Pearson R measures linear correlation but ignores ranking quality and regression-to-mean effects
RMSE (root mean square error) in pK units varies widely: FEP achieves ~0.8-1.2 kcal/mol, ML methods typically 1.2-2.0 kcal/mol
Enrichment factors for virtual screening reveal practical utility better than correlation metrics
PB-validity (physical validity) matters as much as RMSD for drug discovery applications

Boltz-2 demonstrates a concerning regression-to-mean tendency, predicting binding affinities within a narrow ~2 kcal/mol range across diverse targets. Community evaluations on 75 targets showed significant performance variance and struggles with conformationally flexible systems.

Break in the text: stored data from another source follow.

//! Application settings loaded from environment variables.

use std::env;

use super::constants::{
    DEFAULT_ACCESS_TOKEN_MINUTES, DEFAULT_DATABASE_URL, DEFAULT_FRONTEND_DOMAIN,
    DEFAULT_FRONTEND_PROTOCOL, DEFAULT_PASSWORD_RESET_CONFIRM_URL,
    DEFAULT_PASSWORD_RESET_TIMEOUT_SECONDS, DEFAULT_REDIS_URL, DEFAULT_REFRESH_TOKEN_HOURS,
    DEFAULT_SERVER_HOST, DEFAULT_SERVER_PORT, DEFAULT_SITE_NAME, MIN_JWT_SECRET_LENGTH,
};

/// Application configuration
#[derive(Clone)]
pub struct Config {
    pub database_url: String,
    pub redis_url: String,
    jwt_secret: String,
    pub access_token_minutes: i64,
    pub refresh_token_hours: i64,
    pub password_reset_timeout_seconds: i64,
    /// Frontend path template, `{uid}` and `{token}` are substituted
    pub password_reset_confirm_url: String,
    pub frontend_domain: String,
    pub frontend_protocol: String,
    pub site_name: String,
    pub server_host: String,
    pub server_port: u16,
}

impl std::fmt::Debug for Config {
    fn fmt(&self, f: &mut std::fmt::Formatter<'_>) -> std::fmt::Result {
        f.debug_struct("Config")
            .field("database_url", &"[REDACTED]")
            .field("redis_url", &"[REDACTED]")
            .field("jwt_secret", &"[REDACTED]")
            .field("access_token_minutes", &self.access_token_minutes)
            .field("refresh_token_hours", &self.refresh_token_hours)
            .field(
                "password_reset_timeout_seconds",
                &self.password_reset_timeout_seconds,
            )
            .field("password_reset_confirm_url", &self.password_reset_confirm_url)
            .field("frontend_domain", &self.frontend_domain)
            .field("frontend_protocol", &self.frontend_protocol)
            .field("site_name", &self.site_name)
            .field("server_host", &self.server_host)
            .field("server_port", &self.server_port)
            .finish()
    }
}

impl Config {
    /// Load configuration from environment variables.
    ///
    /// # Panics
    /// Panics if JWT_SECRET is not set or is too short (security requirement).
    pub fn from_env() -> Self {
        dotenvy::dotenv().ok();

        let jwt_secret = env::var("JWT_SECRET").unwrap_or_else(|_| {
            if cfg!(debug_assertions) {
                tracing::warn!("JWT_SECRET not set, using insecure default for development");
                "dev-secret-key-minimum-32-chars!!".to_string()
            } else {
                panic!("JWT_SECRET environment variable must be set in production");
            }
        });

        if jwt_secret.len() < MIN_JWT_SECRET_LENGTH {
            panic!(
                "JWT_SECRET must be at least {} characters long",
                MIN_JWT_SECRET_LENGTH
            );
        }

        Self {
            database_url: env::var("DATABASE_URL")
                .unwrap_or_else(|_| DEFAULT_DATABASE_URL.to_string()),
            redis_url: env::var("REDIS_URL").unwrap_or_else(|_| DEFAULT_REDIS_URL.to_string()),
            jwt_secret,
            access_token_minutes: parse_env("JWT_ACCESS_TTL_MINUTES")
                .unwrap_or(DEFAULT_ACCESS_TOKEN_MINUTES),
            refresh_token_hours: parse_env("JWT_REFRESH_TTL_HOURS")
                .unwrap_or(DEFAULT_REFRESH_TOKEN_HOURS),
            password_reset_timeout_seconds: parse_env("PASSWORD_RESET_TIMEOUT_SECONDS")
                .unwrap_or(DEFAULT_PASSWORD_RESET_TIMEOUT_SECONDS),
            password_reset_confirm_url: env::var("PASSWORD_RESET_CONFIRM_URL")
                .unwrap_or_else(|_| DEFAULT_PASSWORD_RESET_CONFIRM_URL.to_string()),
            frontend_domain: env::var("FRONTEND_DOMAIN")
                .unwrap_or_else(|_| DEFAULT_FRONTEND_DOMAIN.to_string()),
            frontend_protocol: env::var("FRONTEND_PROTOCOL")
                .unwrap_or_else(|_| DEFAULT_FRONTEND_PROTOCOL.to_string()),
            site_name: env::var("SITE_NAME").unwrap_or_else(|_| DEFAULT_SITE_NAME.to_string()),
            server_host: env::var("SERVER_HOST")
                .unwrap_or_else(|_| DEFAULT_SERVER_HOST.to_string()),
            server_port: parse_env("SERVER_PORT").unwrap_or(DEFAULT_SERVER_PORT),
        }
    }

    /// Configuration with defaults and a fixed secret, for tests.
    #[cfg(any(test, feature = "test-utils"))]
    pub fn for_tests() -> Self {
        Self {
            database_url: DEFAULT_DATABASE_URL.to_string(),
            redis_url: DEFAULT_REDIS_URL.to_string(),
            jwt_secret: "test-secret-key-for-testing-only-32chars".to_string(),
            access_token_minutes: DEFAULT_ACCESS_TOKEN_MINUTES,
            refresh_token_hours: DEFAULT_REFRESH_TOKEN_HOURS,
            password_reset_timeout_seconds: DEFAULT_PASSWORD_RESET_TIMEOUT_SECONDS,
            password_reset_confirm_url: DEFAULT_PASSWORD_RESET_CONFIRM_URL.to_string(),
            frontend_domain: DEFAULT_FRONTEND_DOMAIN.to_string(),
            frontend_protocol: DEFAULT_FRONTEND_PROTOCOL.to_string(),
            site_name: DEFAULT_SITE_NAME.to_string(),
            server_host: DEFAULT_SERVER_HOST.to_string(),
            server_port: DEFAULT_SERVER_PORT,
        }
    }

    /// Get JWT secret bytes for token signing/verification.
    pub fn jwt_secret_bytes(&self) -> &[u8] {
        self.jwt_secret.as_bytes()
    }

    /// Get the full server address.
    pub fn server_addr(&self) -> String {
        format!("{}:{}", self.server_host, self.server_port)
    }

    /// Same configuration signed with another secret, for tests.
    #[cfg(any(test, feature = "test-utils"))]
    pub fn with_jwt_secret(mut self, secret: impl Into<String>) -> Self {
        self.jwt_secret = secret.into();
        self
    }
}

fn parse_env<T: std::str::FromStr>(key: &str) -> Option<T> {
    env::var(key).ok().and_then(|v| v.parse().ok())
}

The generalization vs. memorization debate: what the evidence shows

Compelling evidence that standard benchmarks dramatically overestimate performance

The most damaging evidence comes from the PDBbind CleanSplit study. By comparing all CASF complexes with all PDBbind training complexes using structure-based clustering (TM scores for proteins, Tanimoto + RMSD for ligand poses), researchers identified that 49% of CASF benchmark complexes have highly similar structures in training data—sharing similar proteins, similar ligands, and similar binding poses.

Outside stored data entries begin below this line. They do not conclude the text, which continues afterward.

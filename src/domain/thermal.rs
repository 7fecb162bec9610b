//! Demo configuration and the fixed thermal model result.
//!
//! No solver runs here. [`solve`] always returns the same result set so
//! clients can be built against the response shape.

use serde::{Deserialize, Serialize};
use serde_json::json;
use utoipa::ToSchema;

use super::CoolingData;

/// Solver input: the five blob arrays of a configuration
pub type ThermalModel = CoolingData;

/// Steady-state temperature at a named node
#[derive(Debug, Clone, PartialEq, Serialize, Deserialize, ToSchema)]
pub struct NodeTemperature {
    #[schema(example = "junction")]
    pub node: String,
    /// Kelvin
    #[schema(example = 358.15)]
    pub temperature: f64,
}

/// Heat flow between two nodes
#[derive(Debug, Clone, PartialEq, Serialize, Deserialize, ToSchema)]
pub struct HeatFlow {
    pub from: String,
    pub to: String,
    /// Watts
    pub watts: f64,
}

/// Result set returned by the solve endpoint
#[derive(Debug, Clone, PartialEq, Serialize, Deserialize, ToSchema)]
pub struct ThermalSolution {
    pub converged: bool,
    pub iterations: u32,
    pub temperatures: Vec<NodeTemperature>,
    pub heat_flows: Vec<HeatFlow>,
    /// Pa
    pub pressure_drop: f64,
}

/// Example configuration with one of each blob kind.
pub fn demo_model() -> ThermalModel {
    CoolingData {
        components: Some(vec![
            json!({"id": "igbt", "type": "heat_source", "power": 250.0}),
            json!({"id": "baseplate", "type": "solid", "material": "copper", "mass": 0.45}),
            json!({"id": "cold_plate", "type": "solid", "material": "aluminium", "mass": 1.2}),
        ]),
        losses: Some(vec![
            json!({"component": "igbt", "kind": "conduction", "watts": 180.0}),
            json!({"component": "igbt", "kind": "switching", "watts": 70.0}),
        ]),
        faces: Some(vec![
            json!({"id": "f1", "between": ["igbt", "baseplate"], "area": 0.0012, "resistance": 0.05}),
            json!({"id": "f2", "between": ["baseplate", "cold_plate"], "area": 0.0040, "resistance": 0.02}),
            json!({"id": "f3", "between": ["cold_plate", "coolant"], "area": 0.0150, "htc": 4500.0}),
        ]),
        passages: Some(vec![
            json!({"id": "channel", "hydraulic_diameter": 0.004, "length": 0.3, "fluid": "coolant"}),
        ]),
        fluids: Some(vec![
            json!({"id": "coolant", "name": "water-glycol 50/50", "inlet_temperature": 338.15, "flow_rate": 0.1667}),
        ]),
    }
}

/// Fixed result set, independent of the model.
pub fn solve(_model: &ThermalModel) -> ThermalSolution {
    ThermalSolution {
        converged: true,
        iterations: 12,
        temperatures: vec![
            NodeTemperature {
                node: "igbt".to_string(),
                temperature: 371.4,
            },
            NodeTemperature {
                node: "baseplate".to_string(),
                temperature: 358.9,
            },
            NodeTemperature {
                node: "cold_plate".to_string(),
                temperature: 353.9,
            },
            NodeTemperature {
                node: "coolant_outlet".to_string(),
                temperature: 338.5,
            },
        ],
        heat_flows: vec![
            HeatFlow {
                from: "igbt".to_string(),
                to: "baseplate".to_string(),
                watts: 250.0,
            },
            HeatFlow {
                from: "baseplate".to_string(),
                to: "cold_plate".to_string(),
                watts: 250.0,
            },
            HeatFlow {
                from: "cold_plate".to_string(),
                to: "coolant".to_string(),
                watts: 250.0,
            },
        ],
        pressure_drop: 5120.0,
    }
}

#[cfg(test)]
mod tests {
    use super::*;

    #[test]
    fn test_solution_ignores_input() {
        let empty = ThermalModel::default();
        assert_eq!(solve(&empty), solve(&demo_model()));
    }

    #[test]
    fn test_demo_model_has_every_array() {
        let model = demo_model();
        assert!(model.components.is_some());
        assert!(model.losses.is_some());
        assert!(model.faces.is_some());
        assert!(model.passages.is_some());
        assert!(model.fluids.is_some());
    }

    #[test]
    fn test_heat_balance_of_fixed_result() {
        let solution = solve(&demo_model());
        assert!(solution.converged);
        assert!(solution.heat_flows.iter().all(|f| f.watts == 250.0));
    }
}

PDBbind CleanSplit data leakage analysis showing 49% of CASF benchmark complexes with highly similar training structures. Source: Graber et al., Nature Machine Intelligence 2025, Figure 1.

The implications are stark: when top-performing models were retrained on the leak-free CleanSplit dataset, their benchmark performance dropped substantially. Most alarmingly, some models achieved competitive CASF-2016 performance “even after removing all protein information from the input data“—demonstrating they had learned to predict affinities from ligand features alone, exploiting the fact that similar ligands often have similar affinities regardless of target.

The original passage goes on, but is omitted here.